Perhaps, the realization of the fact that the anomalies can be rectified impelled a foremost but unassuming, reticent and perspicacious philanthropist to take a bold step through his Henrisol Entertainments Ltd., to work on the revival of Nigeria’s effacing hitherto rich cultural values and esteemed traditions. Otunba Olusola Adekanola, FCA, mni, JP, a foremost tax administrator and initiator of the popular Accelerated Revenue Generation Programme (ARGP) which tremendously improved infrastructural provisions and transformed the internally generated revenue of virtually all the states of the Nigerian federation throughout the 90s up to the beginning of the millennium, is deeply concerned about the depleting moral fabrics of the society and the impact of lost cultural values and rich traditions in our society. According to the ace golf buff and promoter of youths development, Nigeria can have a reversal of the ugly trend if we, especially the youths with their impressionable minds, all revisit and watch the great epic, audiovisual works of high value by our veterans in the entertainment world, which taught us morals, good conducts, and decent traditions in the good old days. Otunba Adekanola is poised to feature and showcase decent works in entertainment arts, aimed at revamping and addressing the scourge of social vices and ugly trends in our society. If what we watch and listen to often affects our thinking, then the parents and the old ones alike must adjust their mindset with the “default-setting” knob first, with a view to influencing the youths to compare our glorious past with their despicable present.

Where is our indigenous music, the didactic, non-vapid and non-insipid, informative and meaningful types that made the likes of King Sunny Ade, Chief Commander Ebenezer Obey, Dr. Sikiru Ayinde Barrister, Admiral Dele Abiodun, Alhaji Ayinla Omowura, etc, household names without them having to copy foreign idiosyncratic mannerisms? Where are the likes of Bongos Ikwue, Sonny Okosuns, Rex Lawson, Christie Essien, Fela Anikulapo-Kuti, Dan Maraya, Oliver De-Coque, etc who sang indigenous and impactful music devoid of insipid and vapid lyrics and yet are renowned worldwide without mimicking foreign brands, esoteric accent, etc?
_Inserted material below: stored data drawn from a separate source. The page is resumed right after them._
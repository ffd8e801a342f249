//! HTTP-level integration tests for the `/artists` endpoints.
//!
//! Uses Axum's tower::ServiceExt to send requests directly to the router
//! without an actual TCP listener.

mod common;

use axum::http::StatusCode;
use common::{body_json, create_artist, create_song, delete, get, patch_json, post_json};
use serde_json::json;
use sqlx::PgPool;

#[sqlx::test(migrations = "../../db/migrations")]
async fn test_create_artist_returns_201_with_location(pool: PgPool) {
    let app = common::build_test_app(pool);
    let response = post_json(
        app,
        "/artists",
        json!({"name": "Bill Evans", "age": 51, "bio": "Jazz pianist"}),
    )
    .await;

    assert_eq!(response.status(), StatusCode::CREATED);
    let location = response
        .headers()
        .get("location")
        .expect("Location header")
        .to_str()
        .unwrap()
        .to_string();

    let json = body_json(response).await;
    let id = json["id"].as_i64().unwrap();
    assert!(id > 0);
    assert_eq!(location, format!("/artists/{id}"));
    assert_eq!(json["name"], "Bill Evans");
    assert_eq!(json["age"], 51);
    assert_eq!(json["bio"], "Jazz pianist");
}

#[sqlx::test(migrations = "../../db/migrations")]
async fn test_create_artist_accepts_pascal_case_body(pool: PgPool) {
    let app = common::build_test_app(pool);
    let response = post_json(
        app,
        "/artists",
        json!({"Name": "Nina Simone", "Age": 70, "Bio": "High Priestess of Soul"}),
    )
    .await;

    assert_eq!(response.status(), StatusCode::CREATED);
    let json = body_json(response).await;
    assert_eq!(json["name"], "Nina Simone");
}

#[sqlx::test(migrations = "../../db/migrations")]
async fn test_create_artist_with_empty_name_returns_400(pool: PgPool) {
    let app = common::build_test_app(pool.clone());
    let response = post_json(app, "/artists", json!({"name": "", "age": 1, "bio": "x"})).await;

    assert_eq!(response.status(), StatusCode::BAD_REQUEST);
    let json = body_json(response).await;
    assert_eq!(json["code"], "VALIDATION_ERROR");

    let app = common::build_test_app(pool);
    let list = body_json(get(app, "/artists").await).await;
    assert!(list.as_array().unwrap().is_empty());
}

#[sqlx::test(migrations = "../../db/migrations")]
async fn test_created_artist_ids_are_distinct(pool: PgPool) {
    let a = create_artist(&pool, "A").await;
    let b = create_artist(&pool, "B").await;
    let c = create_artist(&pool, "C").await;

    assert!(a > 0 && b > 0 && c > 0);
    assert!(a != b && b != c && a != c);

    let app = common::build_test_app(pool);
    let response = get(app, "/artists").await;
    assert_eq!(response.status(), StatusCode::OK);
    let json = body_json(response).await;
    assert_eq!(json.as_array().unwrap().len(), 3);
}

#[sqlx::test(migrations = "../../db/migrations")]
async fn test_get_artist_includes_songs(pool: PgPool) {
    let artist_id = create_artist(&pool, "Monk").await;
    let song_a = create_song(&pool, artist_id, "Round Midnight").await;
    let song_b = create_song(&pool, artist_id, "Blue Monk").await;

    let app = common::build_test_app(pool);
    let response = get(app, &format!("/artists/{artist_id}")).await;
    assert_eq!(response.status(), StatusCode::OK);

    let json = body_json(response).await;
    assert_eq!(json["id"], artist_id);
    assert_eq!(json["name"], "Monk");
    assert_eq!(json["song_count"], 2);
    let songs = json["song"].as_array().unwrap();
    let ids: Vec<i64> = songs.iter().map(|s| s["id"].as_i64().unwrap()).collect();
    assert_eq!(ids, vec![song_a, song_b]);
    assert_eq!(songs[0]["title"], "Round Midnight");
    assert_eq!(songs[0]["length"], 200);
}

#[sqlx::test(migrations = "../../db/migrations")]
async fn test_get_nonexistent_artist_returns_404(pool: PgPool) {
    let app = common::build_test_app(pool);
    let response = get(app, "/artists/999999").await;
    assert_eq!(response.status(), StatusCode::NOT_FOUND);
}

#[sqlx::test(migrations = "../../db/migrations")]
async fn test_patch_artist_changes_only_supplied_fields(pool: PgPool) {
    let id = create_artist(&pool, "Original").await;

    let app = common::build_test_app(pool.clone());
    let response = patch_json(app, &format!("/artists/{id}"), json!({"age": 0})).await;
    assert_eq!(response.status(), StatusCode::OK);

    let json = body_json(response).await;
    assert_eq!(json["age"], 0);
    assert_eq!(json["name"], "Original");
    assert_eq!(json["bio"], "About Original");
}

#[sqlx::test(migrations = "../../db/migrations")]
async fn test_patch_artist_with_empty_bio_returns_400_and_keeps_row(pool: PgPool) {
    let id = create_artist(&pool, "Keep").await;

    let app = common::build_test_app(pool.clone());
    let response = patch_json(app, &format!("/artists/{id}"), json!({"bio": ""})).await;
    assert_eq!(response.status(), StatusCode::BAD_REQUEST);

    let app = common::build_test_app(pool);
    let json = body_json(get(app, &format!("/artists/{id}")).await).await;
    assert_eq!(json["bio"], "About Keep");
}

#[sqlx::test(migrations = "../../db/migrations")]
async fn test_patch_nonexistent_artist_returns_404(pool: PgPool) {
    let app = common::build_test_app(pool);
    let response = patch_json(app, "/artists/999999", json!({"name": "Ghost"})).await;
    assert_eq!(response.status(), StatusCode::NOT_FOUND);
}

#[sqlx::test(migrations = "../../db/migrations")]
async fn test_delete_artist_returns_204_then_404(pool: PgPool) {
    let id = create_artist(&pool, "Delete Me").await;

    let app = common::build_test_app(pool.clone());
    let response = delete(app, &format!("/artists/{id}")).await;
    assert_eq!(response.status(), StatusCode::NO_CONTENT);

    let app = common::build_test_app(pool.clone());
    let response = get(app, &format!("/artists/{id}")).await;
    assert_eq!(response.status(), StatusCode::NOT_FOUND);

    let app = common::build_test_app(pool);
    let response = delete(app, &format!("/artists/{id}")).await;
    assert_eq!(response.status(), StatusCode::NOT_FOUND);
}

#[sqlx::test(migrations = "../../db/migrations")]
async fn test_delete_artist_cascades_to_songs(pool: PgPool) {
    let artist_id = create_artist(&pool, "Brubeck").await;
    let song_id = create_song(&pool, artist_id, "Take Five").await;

    let app = common::build_test_app(pool.clone());
    let response = delete(app, &format!("/artists/{artist_id}")).await;
    assert_eq!(response.status(), StatusCode::NO_CONTENT);

    let app = common::build_test_app(pool);
    let response = get(app, &format!("/songs/{song_id}")).await;
    assert_eq!(response.status(), StatusCode::NOT_FOUND);
}
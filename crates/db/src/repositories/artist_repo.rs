//! Repository for the `artists` table.

use sqlx::PgPool;
use tunapiano_core::types::DbId;

use crate::models::artist::{Artist, CreateArtist, UpdateArtist};

/// Column list shared across queries to avoid repetition.
const COLUMNS: &str = "id, name, age, bio, created_at, updated_at";

/// Provides CRUD operations for artists.
pub struct ArtistRepo;

impl ArtistRepo {
    /// Insert a new artist, returning the created row.
    pub async fn create(pool: &PgPool, input: &CreateArtist) -> Result<Artist, sqlx::Error> {
        let query = format!(
            "INSERT INTO artists (name, age, bio)
             VALUES ($1, $2, $3)
             RETURNING {COLUMNS}"
        );
        sqlx::query_as::<_, Artist>(&query)
            .bind(&input.name)
            .bind(input.age)
            .bind(&input.bio)
            .fetch_one(pool)
            .await
    }

    /// Find an artist by its internal ID.
    pub async fn find_by_id(pool: &PgPool, id: DbId) -> Result<Option<Artist>, sqlx::Error> {
        let query = format!("SELECT {COLUMNS} FROM artists WHERE id = $1");
        sqlx::query_as::<_, Artist>(&query)
            .bind(id)
            .fetch_optional(pool)
            .await
    }

    /// List all artists in insertion order.
    pub async fn list(pool: &PgPool) -> Result<Vec<Artist>, sqlx::Error> {
        let query = format!("SELECT {COLUMNS} FROM artists ORDER BY id");
        sqlx::query_as::<_, Artist>(&query).fetch_all(pool).await
    }

    /// Update an artist. Only non-`None` fields in `input` are applied.
    ///
    /// Returns `None` if no row with the given `id` exists.
    pub async fn update(
        pool: &PgPool,
        id: DbId,
        input: &UpdateArtist,
    ) -> Result<Option<Artist>, sqlx::Error> {
        let query = format!(
            "UPDATE artists SET
                name = COALESCE($2, name),
                age = COALESCE($3, age),
                bio = COALESCE($4, bio)
             WHERE id = $1
             RETURNING {COLUMNS}"
        );
        sqlx::query_as::<_, Artist>(&query)
            .bind(id)
            .bind(&input.name)
            .bind(input.age)
            .bind(&input.bio)
            .fetch_optional(pool)
            .await
    }

    /// Delete an artist by ID. Their songs and those songs' genre links go
    /// with them (`ON DELETE CASCADE`).
    ///
    /// Returns `true` if a row was removed.
    pub async fn delete(pool: &PgPool, id: DbId) -> Result<bool, sqlx::Error> {
        let result = sqlx::query("DELETE FROM artists WHERE id = $1")
            .bind(id)
            .execute(pool)
            .await?;
        Ok(result.rows_affected() > 0)
    }
}
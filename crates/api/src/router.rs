//! Shared application router builder.
//!
//! Provides [`build_app_router`] so both the production binary (`main.rs`)
//! and integration tests (`tests/common/mod.rs`) use the exact same middleware
//! stack.

use std::time::Duration;

use axum::http::header::{CONTENT_TYPE, LOCATION};
use axum::http::{HeaderName, Method, StatusCode};
use axum::Router;
use tower_http::catch_panic::CatchPanicLayer;
use tower_http::cors::CorsLayer;
use tower_http::request_id::{MakeRequestUuid, PropagateRequestIdLayer, SetRequestIdLayer};
use tower_http::timeout::TimeoutLayer;
use tower_http::trace::{DefaultMakeSpan, DefaultOnResponse, TraceLayer};
use tracing::Level;

use crate::config::ServerConfig;
use crate::routes;
use crate::state::AppState;

/// Build the full application [`Router`] with all middleware layers.
///
/// The middleware stack is applied bottom-up:
///
/// 1. CORS
/// 2. Set request ID on incoming requests
/// 3. Structured request/response tracing
/// 4. Propagate request ID to response
/// 5. Request timeout
/// 6. Panic recovery (catch panics, return 500)
pub fn build_app_router(state: AppState, config: &ServerConfig) -> Router {
    let cors = build_cors_layer(config);
    let request_id_header = HeaderName::from_static("x-request-id");

    Router::new()
        .merge(routes::health::router())
        .merge(routes::api_routes())
        // -- Middleware stack (applied bottom-up) --
        .layer(CatchPanicLayer::new())
        .layer(TimeoutLayer::with_status_code(
            StatusCode::REQUEST_TIMEOUT,
            Duration::from_secs(config.request_timeout_secs),
        ))
        .layer(PropagateRequestIdLayer::new(request_id_header.clone()))
        .layer(
            TraceLayer::new_for_http()
                .make_span_with(DefaultMakeSpan::new().level(Level::INFO))
                .on_response(DefaultOnResponse::new().level(Level::INFO)),
        )
        .layer(SetRequestIdLayer::new(request_id_header, MakeRequestUuid))
        .layer(cors)
        .with_state(state)
}

/// Build the CORS middleware layer from server configuration.
///
/// Panics at startup if any configured origin is invalid, so a bad
/// `CORS_ORIGINS` value fails fast.
pub fn build_cors_layer(config: &ServerConfig) -> CorsLayer {
    let origins: Vec<_> = config
        .cors_origins
        .iter()
        .map(|o| {
            o.parse()
                .unwrap_or_else(|e| panic!("Invalid CORS origin '{o}': {e}"))
        })
        .collect();

    CorsLayer::new()
        .allow_origin(origins)
        .allow_methods([Method::GET, Method::POST, Method::DELETE, Method::PATCH])
        .allow_headers([CONTENT_TYPE])
        .expose_headers([LOCATION])
        .max_age(Duration::from_secs(3600))
}
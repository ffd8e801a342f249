//! Repository for the `songs` table.
//!
//! Song writes that also touch the genre set run in a single transaction
//! so a failed link never leaves a half-updated song behind.

use sqlx::PgPool;
use tunapiano_core::catalog::unique_ids;
use tunapiano_core::types::DbId;

use crate::models::song::{CreateSong, Song, UpdateSong};
use crate::repositories::GenreSongRepo;

/// Column list shared across queries to avoid repetition.
const COLUMNS: &str = "id, title, artist_id, album, length, created_at, updated_at";

/// Provides CRUD operations for songs.
pub struct SongRepo;

impl SongRepo {
    /// Insert a new song, returning the created row.
    ///
    /// If `genre_ids` is supplied, the song is linked to every existing genre
    /// in the list before the transaction commits.
    pub async fn create(pool: &PgPool, input: &CreateSong) -> Result<Song, sqlx::Error> {
        let mut tx = pool.begin().await?;

        let query = format!(
            "INSERT INTO songs (title, artist_id, album, length)
             VALUES ($1, $2, $3, $4)
             RETURNING {COLUMNS}"
        );
        let song = sqlx::query_as::<_, Song>(&query)
            .bind(&input.title)
            .bind(input.artist_id)
            .bind(&input.album)
            .bind(input.length)
            .fetch_one(&mut *tx)
            .await?;

        if let Some(genre_ids) = &input.genre_ids {
            GenreSongRepo::replace_for_song(&mut *tx, song.id, &unique_ids(genre_ids)).await?;
        }

        tx.commit().await?;
        Ok(song)
    }

    /// Find a song by its internal ID.
    pub async fn find_by_id(pool: &PgPool, id: DbId) -> Result<Option<Song>, sqlx::Error> {
        let query = format!("SELECT {COLUMNS} FROM songs WHERE id = $1");
        sqlx::query_as::<_, Song>(&query)
            .bind(id)
            .fetch_optional(pool)
            .await
    }

    /// List all songs in insertion order.
    pub async fn list(pool: &PgPool) -> Result<Vec<Song>, sqlx::Error> {
        let query = format!("SELECT {COLUMNS} FROM songs ORDER BY id");
        sqlx::query_as::<_, Song>(&query).fetch_all(pool).await
    }

    /// List the songs owned by an artist.
    pub async fn list_by_artist(pool: &PgPool, artist_id: DbId) -> Result<Vec<Song>, sqlx::Error> {
        let query = format!("SELECT {COLUMNS} FROM songs WHERE artist_id = $1 ORDER BY id");
        sqlx::query_as::<_, Song>(&query)
            .bind(artist_id)
            .fetch_all(pool)
            .await
    }

    /// List the songs linked to a genre.
    pub async fn list_by_genre(pool: &PgPool, genre_id: DbId) -> Result<Vec<Song>, sqlx::Error> {
        sqlx::query_as::<_, Song>(
            "SELECT s.id, s.title, s.artist_id, s.album, s.length, s.created_at, s.updated_at \
             FROM songs s \
             JOIN genre_song gs ON gs.song_id = s.id \
             WHERE gs.genre_id = $1 \
             ORDER BY s.id",
        )
        .bind(genre_id)
        .fetch_all(pool)
        .await
    }

    /// Update a song. Only non-`None` fields in `input` are applied.
    ///
    /// A supplied `genre_ids` replaces the song's whole genre set.
    /// Returns `None` if no row with the given `id` exists.
    pub async fn update(
        pool: &PgPool,
        id: DbId,
        input: &UpdateSong,
    ) -> Result<Option<Song>, sqlx::Error> {
        let mut tx = pool.begin().await?;

        let query = format!(
            "UPDATE songs SET
                title = COALESCE($2, title),
                artist_id = COALESCE($3, artist_id),
                album = COALESCE($4, album),
                length = COALESCE($5, length)
             WHERE id = $1
             RETURNING {COLUMNS}"
        );
        let song = sqlx::query_as::<_, Song>(&query)
            .bind(id)
            .bind(&input.title)
            .bind(input.artist_id)
            .bind(&input.album)
            .bind(input.length)
            .fetch_optional(&mut *tx)
            .await?;

        let Some(song) = song else {
            return Ok(None);
        };

        if let Some(genre_ids) = &input.genre_ids {
            let linked =
                GenreSongRepo::replace_for_song(&mut *tx, song.id, &unique_ids(genre_ids)).await?;
            tracing::debug!(song_id = song.id, linked, "Replaced song genre set");
        }

        tx.commit().await?;
        Ok(Some(song))
    }

    /// Delete a song by ID. Cascade deletes its `genre_song` links.
    ///
    /// Returns `true` if a row was removed.
    pub async fn delete(pool: &PgPool, id: DbId) -> Result<bool, sqlx::Error> {
        let result = sqlx::query("DELETE FROM songs WHERE id = $1")
            .bind(id)
            .execute(pool)
            .await?;
        Ok(result.rows_affected() > 0)
    }
}
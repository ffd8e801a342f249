//! Route definitions for the `/songs` resource.

use axum::routing::{get, patch};
use axum::Router;

use crate::handlers::song;
use crate::state::AppState;

/// Routes mounted at `/songs`.
///
/// The static `/genre` segment takes priority over `/{id}`.
///
/// ```text
/// GET    /        -> list
/// POST   /        -> create
/// PATCH  /genre   -> attach_genre
/// GET    /{id}    -> get_by_id
/// PATCH  /{id}    -> update
/// DELETE /{id}    -> delete
/// ```
pub fn router() -> Router<AppState> {
    Router::new()
        .route("/", get(song::list).post(song::create))
        .route("/genre", patch(song::attach_genre))
        .route(
            "/{id}",
            get(song::get_by_id)
                .patch(song::update)
                .delete(song::delete),
        )
}
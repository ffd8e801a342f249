//! Shared domain types, errors, and field rules for the Tuna Piano catalog.

pub mod catalog;
pub mod error;
pub mod types;
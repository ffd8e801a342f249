//! Repository for the `genre_song` join table.

use sqlx::{PgConnection, PgPool};
use tunapiano_core::types::DbId;

use crate::models::genre::Genre;

/// Provides link/unlink operations between songs and genres.
pub struct GenreSongRepo;

impl GenreSongRepo {
    /// Link a genre to a song. Idempotent: does nothing if already linked.
    ///
    /// Returns `true` if a new link was created.
    pub async fn attach(pool: &PgPool, genre_id: DbId, song_id: DbId) -> Result<bool, sqlx::Error> {
        let result = sqlx::query(
            "INSERT INTO genre_song (genre_id, song_id) \
             VALUES ($1, $2) \
             ON CONFLICT (genre_id, song_id) DO NOTHING",
        )
        .bind(genre_id)
        .bind(song_id)
        .execute(pool)
        .await?;
        Ok(result.rows_affected() > 0)
    }

    /// Replace a song's genre set with the existing genres among `genre_ids`.
    ///
    /// Ids with no matching genre are dropped. An empty slice leaves the song
    /// with no genres. Runs on the caller's connection so it can share a
    /// transaction with the song write. Returns the number of links created.
    pub async fn replace_for_song(
        conn: &mut PgConnection,
        song_id: DbId,
        genre_ids: &[DbId],
    ) -> Result<u64, sqlx::Error> {
        sqlx::query("DELETE FROM genre_song WHERE song_id = $1")
            .bind(song_id)
            .execute(&mut *conn)
            .await?;

        if genre_ids.is_empty() {
            return Ok(0);
        }

        let result = sqlx::query(
            "INSERT INTO genre_song (genre_id, song_id) \
             SELECT g.id, $1 FROM genres g WHERE g.id = ANY($2) \
             ON CONFLICT (genre_id, song_id) DO NOTHING",
        )
        .bind(song_id)
        .bind(genre_ids)
        .execute(&mut *conn)
        .await?;
        Ok(result.rows_affected())
    }

    /// List the genres linked to a song, ordered by genre id.
    pub async fn genres_for_song(pool: &PgPool, song_id: DbId) -> Result<Vec<Genre>, sqlx::Error> {
        sqlx::query_as::<_, Genre>(
            "SELECT g.id, g.description, g.created_at, g.updated_at \
             FROM genres g \
             JOIN genre_song gs ON gs.genre_id = g.id \
             WHERE gs.song_id = $1 \
             ORDER BY g.id",
        )
        .bind(song_id)
        .fetch_all(pool)
        .await
    }
}
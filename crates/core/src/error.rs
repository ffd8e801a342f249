use crate::types::DbId;

/// Failures a catalog operation can report independently of transport.
#[derive(Debug, thiserror::Error)]
pub enum CoreError {
    /// The referenced row does not exist.
    #[error("Entity not found: {entity} with id {id}")]
    NotFound { entity: &'static str, id: DbId },

    /// Input rejected before it reached storage.
    #[error("Validation failed: {0}")]
    Validation(String),
}

impl From<validator::ValidationErrors> for CoreError {
    fn from(errors: validator::ValidationErrors) -> Self {
        CoreError::Validation(crate::catalog::describe_validation_errors(&errors))
    }
}
//! Route definitions for the `/artists` resource.

use axum::routing::get;
use axum::Router;

use crate::handlers::artist;
use crate::state::AppState;

/// Routes mounted at `/artists`.
///
/// ```text
/// GET    /       -> list
/// POST   /       -> create
/// GET    /{id}   -> get_by_id
/// PATCH  /{id}   -> update
/// DELETE /{id}   -> delete
/// ```
pub fn router() -> Router<AppState> {
    Router::new()
        .route("/", get(artist::list).post(artist::create))
        .route(
            "/{id}",
            get(artist::get_by_id)
                .patch(artist::update)
                .delete(artist::delete),
        )
}
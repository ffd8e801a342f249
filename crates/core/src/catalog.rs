//! Catalog entity labels and request-validation helpers.
//!
//! The derive-based rules live on the DTOs in `tunapiano_db::models`; this
//! module holds the pieces shared between the DB and API layers: the
//! entity labels used in `NotFound` errors and the flattening of
//! `validator` errors into one readable string.

use validator::ValidationErrors;

use crate::types::DbId;

/* --------------------------------------------------------------------------
   Entity labels
   -------------------------------------------------------------------------- */

pub const ENTITY_ARTIST: &str = "Artist";
pub const ENTITY_GENRE: &str = "Genre";
pub const ENTITY_SONG: &str = "Song";

/* --------------------------------------------------------------------------
   Helpers
   -------------------------------------------------------------------------- */

/// Flatten field-level validation errors into `"field: message; ..."`.
///
/// Fields are sorted by name so the output is stable across runs.
pub fn describe_validation_errors(errors: &ValidationErrors) -> String {
    let mut fields: Vec<_> = errors.field_errors().into_iter().collect();
    fields.sort_by(|a, b| a.0.cmp(&b.0));

    fields
        .into_iter()
        .map(|(field, errs)| {
            let reasons: Vec<String> = errs
                .iter()
                .map(|e| match &e.message {
                    Some(msg) => msg.to_string(),
                    None => e.code.to_string(),
                })
                .collect();
            format!("{field}: {}", reasons.join(", "))
        })
        .collect::<Vec<_>>()
        .join("; ")
}

/// Drop duplicate ids, keeping the first occurrence of each.
pub fn unique_ids(ids: &[DbId]) -> Vec<DbId> {
    let mut seen = std::collections::HashSet::with_capacity(ids.len());
    ids.iter().copied().filter(|id| seen.insert(*id)).collect()
}
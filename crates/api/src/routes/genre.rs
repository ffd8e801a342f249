//! Route definitions for the `/genres` resource.

use axum::routing::get;
use axum::Router;

use crate::handlers::genre;
use crate::state::AppState;

/// Routes mounted at `/genres`.
///
/// ```text
/// GET    /       -> list
/// POST   /       -> create
/// GET    /{id}   -> get_by_id
/// PATCH  /{id}   -> update
/// DELETE /{id}   -> delete
/// ```
pub fn router() -> Router<AppState> {
    Router::new()
        .route("/", get(genre::list).post(genre::create))
        .route(
            "/{id}",
            get(genre::get_by_id)
                .patch(genre::update)
                .delete(genre::delete),
        )
}
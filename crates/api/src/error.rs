use axum::http::StatusCode;
use axum::response::{IntoResponse, Response};
use serde_json::json;
use tunapiano_core::error::CoreError;

/// Application-level error type for HTTP handlers.
///
/// Wraps [`CoreError`] for domain errors and [`sqlx::Error`] for storage
/// failures. Missing rows become a bare 404 with no body; every other
/// failure is rendered as a `{ "error", "code" }` JSON object.
#[derive(Debug, thiserror::Error)]
pub enum AppError {
    /// A domain-level error from `tunapiano_core`.
    #[error(transparent)]
    Core(#[from] CoreError),

    /// A database error from sqlx.
    #[error("Database error: {0}")]
    Database(#[from] sqlx::Error),
}

/// Convenience type alias for handler return values.
pub type AppResult<T> = Result<T, AppError>;

impl From<validator::ValidationErrors> for AppError {
    fn from(errors: validator::ValidationErrors) -> Self {
        AppError::Core(CoreError::from(errors))
    }
}

impl IntoResponse for AppError {
    fn into_response(self) -> Response {
        let (status, code, message) = match &self {
            AppError::Core(CoreError::NotFound { entity, id }) => {
                tracing::debug!(entity, id, "Entity not found");
                return StatusCode::NOT_FOUND.into_response();
            }
            AppError::Core(CoreError::Validation(msg)) => {
                (StatusCode::BAD_REQUEST, "VALIDATION_ERROR", msg.clone())
            }
            AppError::Database(sqlx::Error::RowNotFound) => {
                return StatusCode::NOT_FOUND.into_response();
            }
            AppError::Database(err) => classify_sqlx_error(err),
        };

        let body = json!({
            "error": message,
            "code": code,
        });

        (status, axum::Json(body)).into_response()
    }
}

/// Classify a sqlx error into an HTTP status, error code, and message.
///
/// - Foreign key (`23503`) and check (`23514`) violations map to 400.
/// - Everything else maps to 500 with a sanitized message.
fn classify_sqlx_error(err: &sqlx::Error) -> (StatusCode, &'static str, String) {
    if let sqlx::Error::Database(db_err) = err {
        let constraint = db_err.constraint().unwrap_or("unknown");
        match db_err.code().as_deref() {
            Some("23503") => {
                return (
                    StatusCode::BAD_REQUEST,
                    "VALIDATION_ERROR",
                    format!("Referenced row does not exist: {constraint}"),
                );
            }
            Some("23514") => {
                return (
                    StatusCode::BAD_REQUEST,
                    "VALIDATION_ERROR",
                    format!("Value violates check constraint: {constraint}"),
                );
            }
            _ => {}
        }
    }

    tracing::error!(error = %err, "Database error");
    (
        StatusCode::INTERNAL_SERVER_ERROR,
        "INTERNAL_ERROR",
        "An internal error occurred".to_string(),
    )
}
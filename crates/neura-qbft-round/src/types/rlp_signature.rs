use alloy_primitives::{Signature, U256};
use alloy_rlp::{BufMut, Decodable, Encodable, Error as RlpError, Header};
use std::hash::{Hash, Hasher};

/// A recoverable secp256k1 signature with an RLP encoding of `[v, r, s]`,
/// where `v` is the y-parity as a single `0`/`1` byte.
#[derive(Debug, Clone, Copy, PartialEq, Eq)]
pub struct RlpSignature(pub Signature);

impl RlpSignature {
    pub fn new(signature: Signature) -> Self {
        Self(signature)
    }

    pub fn into_inner(self) -> Signature {
        self.0
    }

    fn parity_byte(&self) -> u8 {
        u8::from(self.0.v())
    }

    fn rlp_payload_length(&self) -> usize {
        self.parity_byte().length() + self.0.r().length() + self.0.s().length()
    }
}

impl std::ops::Deref for RlpSignature {
    type Target = Signature;
    fn deref(&self) -> &Self::Target {
        &self.0
    }
}

impl Hash for RlpSignature {
    fn hash<H: Hasher>(&self, state: &mut H) {
        self.0.as_bytes().hash(state);
    }
}

impl Encodable for RlpSignature {
    fn encode(&self, out: &mut dyn BufMut) {
        Header { list: true, payload_length: self.rlp_payload_length() }.encode(out);
        self.parity_byte().encode(out);
        self.0.r().encode(out);
        self.0.s().encode(out);
    }

    fn length(&self) -> usize {
        let payload_length = self.rlp_payload_length();
        Header { list: true, payload_length }.length() + payload_length
    }
}

impl Decodable for RlpSignature {
    fn decode(buf: &mut &[u8]) -> alloy_rlp::Result<Self> {
        let header = Header::decode(buf)?;
        if !header.list {
            return Err(RlpError::Custom("RlpSignature RLP must be a list"));
        }
        let remaining_before = buf.len();

        let parity = match u8::decode(buf)? {
            0 => false,
            1 => true,
            _ => return Err(RlpError::Custom("Invalid parity byte for RlpSignature")),
        };
        let r = U256::decode(buf)?;
        let s = U256::decode(buf)?;

        if remaining_before - buf.len() != header.payload_length {
            return Err(RlpError::UnexpectedLength);
        }
        Ok(Self(Signature::new(r, s, parity)))
    }
}

impl From<Signature> for RlpSignature {
    fn from(sig: Signature) -> Self {
        Self(sig)
    }
}

impl From<RlpSignature> for Signature {
    fn from(rlp_sig: RlpSignature) -> Self {
        rlp_sig.0
    }
}

#[cfg(test)]
mod tests {
    use super::*;

    #[test]
    fn decode_rejects_parity_other_than_zero_or_one() {
        let mut bad = Vec::new();
        let payload_length = 2u8.length() + U256::from(1).length() + U256::from(1).length();
        Header { list: true, payload_length }.encode(&mut bad);
        2u8.encode(&mut bad);
        U256::from(1).encode(&mut bad);
        U256::from(1).encode(&mut bad);

        assert!(RlpSignature::decode(&mut bad.as_slice()).is_err());
    }

    #[test]
    fn decoded_signature_keeps_scalars_and_parity() {
        let sig = RlpSignature(Signature::new(U256::from(10), U256::from(20), true));
        let encoded = alloy_rlp::encode(sig);
        let decoded = RlpSignature::decode(&mut encoded.as_slice()).expect("signature decodes");

        assert_eq!(decoded.r(), U256::from(10));
        assert_eq!(decoded.s(), U256::from(20));
        assert!(decoded.v());
    }
}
If, just like Joseph Addison an English essayist says, “music is the greatest good that all mortals know, and all of heavens we have below”, how do our youths play and apply their music today? Does it satisfy the canon of edifying and impactful music capable of correcting the anomalies in the society, or does it worsen our dismal situations.                                

Fielding questions on “The Roles of Music, Books & Social Media in Reviving our Lost Cultural Values” from the production crew of Henrisol Entertainments recently, the world-renowned cinematographer, ace producer, scholar, dramatist, author and producer of the popular TV soap-opera “Winds Against My Soul” that ricocheted across the entire Nigerian entertainment scene in the 80s, Prof. Laolu Ogunniyi enthused: “we cannot underestimate the strength of the social media  nowadays because that is where the world is moving now. But we must be careful by applying it positively and move fast; otherwise the rest of the world will leave us behind.” While discussing on the same topic, the prodigious author and pioneer Director of Programs of the erstwhile Television Service of Oyo State which later metamorphosed into the Broadcasting Corporation of Oyo State said inter alia: “In those days, those of us who became very interested in the arts grew up seeing our elders doing great things in that area. For example Chief Hubert Ogunde was wonderful in the way he was using theatre arts to represent what was happening in the society then, and till he died that was what he did. So when I was producing him I could recall my youthful respect and appreciation for his artistic genius . . . he was wonderful and he gave me my own recognition. . .  take it or leave it, Papa Ogunde was a genius. I don’t know if we may ever have his type again. I picked Professor Wole Soyinka’s “The Lion and the Jewel” for the television screen because that play has so much messages for the young and the old. Duro Ladipo was wonderful and gifted with his ‘Bode Wasinmi’. Up till today, there is a place called Bode Wasinmi in Ibadan where we were using to produce. It was his house.” On why the arts dwindled in spite of modern technology, the dramatist enthused:  “These are the type of plays that should have been allowed to grow with the society, and which our youths should have matured into, and which would have served as bedrock of our value system, because all these great talented artistes were upholding our value system and the cultural significance of our existence in their various plays and drama. Unfortunately, everything began to retrogress. And that is why we are here today.”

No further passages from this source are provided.